4.  Now measure how fast those galaxies going, and in what direction.  So far, everything we've done is by direct observation by naked eye or telescope and math.  This next step requires a technique called spectrometry.  It's easier than it sounds.  First, take a prism and hold it out to sunlight coming in through a window.  Somewhere on the floor, wall, or ceiling you'll see a rainbow.  This is the spectrum of sunlight.  A fancy telescope with a prism attached can see it much more accurately and even detect faint gaps in the spectrum.  These gaps point to the chemical components of the light.  Light emitted by a neon sign and burning carbon-rich campfire will give off very different spectrums through a prism, and you tell the difference from the different patterns of gaps.  Most stars are full of hydrogen, which has its own special pattern.  This pattern can be recognized from sunlight and appears on very specific points on the spectrum.  So any star we look at should have the same pattern in the same places, because they all have hydrogen.  But they don't.  The pattern is almost always there, but sometimes we see it moved toward the red end of the spectrum, and sometimes toward the violet end.  This happens because of the Doppler Effect, and it shows that some stars are moving toward us (blueshift), and some are moving away from us (redshift).  But when we look at galaxies, the vast majority are redshifted, which means they are moving away.

5.  Time for logic.  Imagine you have a deflated balloon, and you draw a bunch of little dots on it with a marker.  You now have a polka-dotted balloon.  One of those dots is our galaxy, and the rest are all the other galaxies we can see.  If you blow up the balloon, every dot gets farther from every other dot as the balloon stretches.  This is the best model to explain our observations.  So if most of the galaxies in the universe are moving away from us, it logically follows they're all moving away from each other as well.

And so the universe must be expanding.

Some time in the future I'll cover the acceleration of this expansion, but I think we've had enough for today.

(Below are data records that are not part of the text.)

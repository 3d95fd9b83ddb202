//! CJK run tokenization.
//!
//! Chinese, Japanese and Korean text carries no spaces between words, so a
//! run of CJK code points is decomposed into smaller index terms. Two
//! strategies are provided: overlapping character n-grams, and rule-based
//! word segmentation (UAX #29). Both yield the same token shape so the
//! snippet state machine can consume either.
//!
//! N-gram mode emits, at each base position, the 1-gram immediately followed
//! by the 2-gram starting there: `c₁, c₁c₂, c₂, c₂c₃, …, cₙ`. Downstream
//! code relies on this length-ascending order to detect when the base
//! position advances.
//!
//! # Examples
//!
//! ```
//! use kireji::cjk::{CjkMode, CjkTokens};
//!
//! let tokens: Vec<_> = CjkTokens::new("中国人", CjkMode::Ngram)
//!     .map(|t| t.text.to_string())
//!     .collect();
//! assert_eq!(tokens, vec!["中", "中国", "国", "国人", "人"]);
//! ```

use std::env;
use std::str::FromStr;
use std::sync::OnceLock;

use log::debug;
use serde::{Deserialize, Serialize};
use unicode_segmentation::{UWordBounds, UnicodeSegmentation};

use crate::error::KirejiError;

/// Environment variable enabling CJK n-gram decomposition.
///
/// Read once per process; a non-empty value selects n-gram mode.
pub const CJK_NGRAM_ENV: &str = "KIREJI_CJK_NGRAM";

/// How runs of CJK text are decomposed into terms.
#[derive(Clone, Copy, Debug, Default, PartialEq, Eq, Serialize, Deserialize)]
#[serde(rename_all = "lowercase")]
pub enum CjkMode {
    /// CJK code points are treated like any other word characters.
    #[default]
    Disabled,
    /// Overlapping 1-grams and 2-grams.
    Ngram,
    /// Rule-based word segmentation.
    Word,
}

impl CjkMode {
    /// The process-wide mode selected by [`CJK_NGRAM_ENV`].
    ///
    /// The variable is read on first call and the answer is cached for the
    /// lifetime of the process. Prefer setting the mode explicitly through
    /// configuration; this helper exists for deployments that toggle CJK
    /// handling from the environment.
    pub fn from_env() -> CjkMode {
        static MODE: OnceLock<CjkMode> = OnceLock::new();
        *MODE.get_or_init(|| {
            let enabled = env::var(CJK_NGRAM_ENV).map(|v| !v.is_empty()).unwrap_or(false);
            let mode = if enabled { CjkMode::Ngram } else { CjkMode::Disabled };
            debug!("cjk mode from environment: {mode:?}");
            mode
        })
    }

    /// Whether CJK runs are decomposed at all.
    pub fn is_enabled(self) -> bool {
        self != CjkMode::Disabled
    }
}

impl FromStr for CjkMode {
    type Err = KirejiError;

    fn from_str(s: &str) -> Result<Self, Self::Err> {
        match s {
            "disabled" => Ok(CjkMode::Disabled),
            "ngram" => Ok(CjkMode::Ngram),
            "word" => Ok(CjkMode::Word),
            other => Err(KirejiError::invalid_argument(format!(
                "unknown cjk mode: {other:?}"
            ))),
        }
    }
}

/// A term produced from a CJK run.
///
/// `ngram_len` is the token's length in characters when it is an n-gram, or
/// 0 for a whole word from the segmenter.
#[derive(Clone, Copy, Debug, PartialEq, Eq)]
pub struct CjkToken<'a> {
    pub text: &'a str,
    pub ngram_len: usize,
}

/// Lazy token sequence over a single CJK run.
///
/// The two decomposition strategies share this type so callers do not
/// branch on the mode themselves.
pub enum CjkTokens<'a> {
    Ngrams(CjkNgrams<'a>),
    Words(CjkWords<'a>),
}

impl<'a> CjkTokens<'a> {
    /// Tokenize `run` according to `mode`.
    ///
    /// A mode without a usable segmenter falls back to n-grams.
    pub fn new(run: &'a str, mode: CjkMode) -> CjkTokens<'a> {
        match mode {
            CjkMode::Word => CjkTokens::Words(CjkWords::new(run)),
            _ => CjkTokens::Ngrams(CjkNgrams::new(run)),
        }
    }
}

impl<'a> Iterator for CjkTokens<'a> {
    type Item = CjkToken<'a>;

    fn next(&mut self) -> Option<CjkToken<'a>> {
        match self {
            CjkTokens::Ngrams(inner) => inner.next(),
            CjkTokens::Words(inner) => inner.next(),
        }
    }
}

/// Overlapping 1-gram/2-gram iterator.
pub struct CjkNgrams<'a> {
    run: &'a str,
    base: usize,
    gram: usize,
}

impl<'a> CjkNgrams<'a> {
    pub fn new(run: &'a str) -> CjkNgrams<'a> {
        CjkNgrams { run, base: 0, gram: 1 }
    }
}

impl<'a> Iterator for CjkNgrams<'a> {
    type Item = CjkToken<'a>;

    fn next(&mut self) -> Option<CjkToken<'a>> {
        loop {
            let rest: &'a str = &self.run[self.base..];
            let mut chars = rest.char_indices();
            let (_, first) = chars.next()?;
            let first_len = first.len_utf8();
            if self.gram == 1 {
                self.gram = 2;
                return Some(CjkToken { text: &rest[..first_len], ngram_len: 1 });
            }
            self.gram = 1;
            let pair = chars.next().map(|(off, c)| &rest[..off + c.len_utf8()]);
            self.base += first_len;
            if let Some(text) = pair {
                return Some(CjkToken { text, ngram_len: 2 });
            }
            // Final base position: its 1-gram is already out, nothing to pair.
        }
    }
}

/// Word segments of a CJK run, per Unicode word boundary rules.
pub struct CjkWords<'a> {
    bounds: UWordBounds<'a>,
}

impl<'a> CjkWords<'a> {
    pub fn new(run: &'a str) -> CjkWords<'a> {
        CjkWords { bounds: run.split_word_bounds() }
    }
}

impl<'a> Iterator for CjkWords<'a> {
    type Item = CjkToken<'a>;

    fn next(&mut self) -> Option<CjkToken<'a>> {
        loop {
            let segment = self.bounds.next()?;
            // Only keep actual words, not boundary residue.
            if segment.chars().any(|c| c.is_alphanumeric()) {
                return Some(CjkToken { text: segment, ngram_len: 0 });
            }
        }
    }
}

*Imagine you want to drive across the U.S., New York City to Los Angeles, accelerating by a factor of ten every minute.  You'd go 1 mph the first minute, your house is still in view, and other drivers think you're parked.  You'd go 10 mph the second minute, you'd still be in your neighborhood, and other drivers are honking at you and pulling around, maybe flipping you off.  The third minute you're going 100 mph, breaking most speed limits in the country.  You travel about a mile and a half in that time.  In the fourth minute, you've broken the sound barrier, going 1,000 mph.  In that minute, you travel 16.6 miles, and you're out of town.  In the fifth minute, 10,000 mph:  you've shattered the land speed record several times over and are even traveling faster than any man-made vehicle on Earth.  You get 166 miles closer to your destination.  You may literally be on fire at this point.  In the sixth minute, at 100,000 mph, you're moving faster than orbiting shuttles and satellites, and make good time, traveling 1,666 miles, you're halfway there!  Within the seventh minute, as you approach 1,000,000 mph, that's a million miles per hour, you reach your destination, unless you disintegrated from the wind resistance.  You were going several times faster than anything humans have ever built, relative to the Earth or Sun.  It's a good thing you made it when you did, as in another 3 minutes you'd be moving faster than light, and Einstein wouldn't be too happy.

**A "How We Know" for some other day.